Dataset items
☆ ☆ ☆

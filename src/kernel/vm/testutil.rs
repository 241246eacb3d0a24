// Copyright 2025 The Trek Authors
//
// Use of this source code is governed by a MIT-style
// license that can be found in the LICENSE file or at
// https://opensource.org/licenses/MIT

//! Shared fixtures for VM unit tests
//!
//! Arenas in tests are backed by leaked host buffers: the arena's physical
//! base is synthetic, but its kernel alias points at real memory, so page
//! zeroing and kernel-page helpers run for real.

use alloc::boxed::Box;
use alloc::vec;
use core::sync::atomic::{AtomicU64, Ordering};

use crate::kernel::arch::soft::SoftMmu;
use crate::kernel::arch::{ArchAspace, ArchAspaceFlags, ArchMmu, MmuFlags};
use crate::platform::EntropySource;
use crate::trek::{PAddr, Result, VAddr};

use super::arena::{ArenaFlags, ArenaInfo};
use super::PAGE_SIZE;

/// Build a KMAP arena of `pages` frames at synthetic physical address
/// `base`, aliased to a leaked host buffer.
pub(crate) fn host_arena(name: &str, base: PAddr, pages: usize, priority: u32) -> ArenaInfo {
    let buf = Box::leak(vec![0u8; pages * PAGE_SIZE].into_boxed_slice());
    ArenaInfo::new(name, base, pages * PAGE_SIZE, priority, ArenaFlags::KMAP)
        .with_kvaddr(buf.as_mut_ptr() as VAddr)
}

/// Deterministic entropy source (splitmix64).
pub(crate) struct TestEntropy {
    state: AtomicU64,
}

impl TestEntropy {
    pub(crate) const fn new(seed: u64) -> Self {
        Self {
            state: AtomicU64::new(seed),
        }
    }

    fn next(&self) -> u64 {
        let mut z = self
            .state
            .fetch_add(0x9e37_79b9_7f4a_7c15, Ordering::Relaxed)
            .wrapping_add(0x9e37_79b9_7f4a_7c15);
        z = (z ^ (z >> 30)).wrapping_mul(0xbf58_476d_1ce4_e5b9);
        z = (z ^ (z >> 27)).wrapping_mul(0x94d0_49bb_1331_11eb);
        z ^ (z >> 31)
    }
}

impl EntropySource for TestEntropy {
    fn fill_bytes(&self, buf: &mut [u8]) {
        for chunk in buf.chunks_mut(8) {
            let word = self.next().to_le_bytes();
            chunk.copy_from_slice(&word[..chunk.len()]);
        }
    }
}

/// Leak a deterministic entropy source for APIs wanting `'static`.
pub(crate) fn leaked_entropy(seed: u64) -> &'static TestEntropy {
    Box::leak(Box::new(TestEntropy::new(seed)))
}

/// MMU backend whose placement hook refuses every base below
/// [`FLOOR`]: candidates are pushed up to the floor.
pub(crate) struct FloorMmu;

pub(crate) const FLOOR: VAddr = 0x8000;

pub(crate) static FLOOR_MMU: FloorMmu = FloorMmu;

impl ArchMmu for FloorMmu {
    fn init_aspace(
        &self,
        base: VAddr,
        size: usize,
        flags: ArchAspaceFlags,
    ) -> Result<Box<dyn ArchAspace>> {
        let inner = SoftMmu::new().init_aspace(base, size, flags)?;
        Ok(Box::new(FloorAspace { inner }))
    }

    fn context_switch(&self, _to: Option<&dyn ArchAspace>) {}
}

struct FloorAspace {
    inner: Box<dyn ArchAspace>,
}

impl ArchAspace for FloorAspace {
    fn map(&mut self, vaddr: VAddr, paddr: PAddr, count: usize, flags: MmuFlags) -> Result<()> {
        self.inner.map(vaddr, paddr, count, flags)
    }

    fn unmap(&mut self, vaddr: VAddr, count: usize) -> Result<()> {
        self.inner.unmap(vaddr, count)
    }

    fn query(&self, vaddr: VAddr) -> Result<(PAddr, MmuFlags)> {
        self.inner.query(vaddr)
    }

    fn pick_spot(
        &self,
        low: VAddr,
        prev_flags: MmuFlags,
        high: VAddr,
        next_flags: MmuFlags,
        align: VAddr,
        size: usize,
        flags: MmuFlags,
    ) -> VAddr {
        let candidate = self
            .inner
            .pick_spot(low.max(FLOOR), prev_flags, high, next_flags, align, size, flags);
        candidate.max(FLOOR)
    }
}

☆ ☆ ☆

*EXERCISE OBJECTIVE:*
In the data above, find the line that contains "use super::PAGE_SIZE;" and the line that contains "let mut z = self". Repeat exactly those lines and every line between them, and only those.

*TASK ANSWER:*
use super::PAGE_SIZE;

/// Build a KMAP arena of `pages` frames at synthetic physical address
/// `base`, aliased to a leaked host buffer.
pub(crate) fn host_arena(name: &str, base: PAddr, pages: usize, priority: u32) -> ArenaInfo {
    let buf = Box::leak(vec![0u8; pages * PAGE_SIZE].into_boxed_slice());
    ArenaInfo::new(name, base, pages * PAGE_SIZE, priority, ArenaFlags::KMAP)
        .with_kvaddr(buf.as_mut_ptr() as VAddr)
}

/// Deterministic entropy source (splitmix64).
pub(crate) struct TestEntropy {
    state: AtomicU64,
}

impl TestEntropy {
    pub(crate) const fn new(seed: u64) -> Self {
        Self {
            state: AtomicU64::new(seed),
        }
    }

    fn next(&self) -> u64 {
        let mut z = self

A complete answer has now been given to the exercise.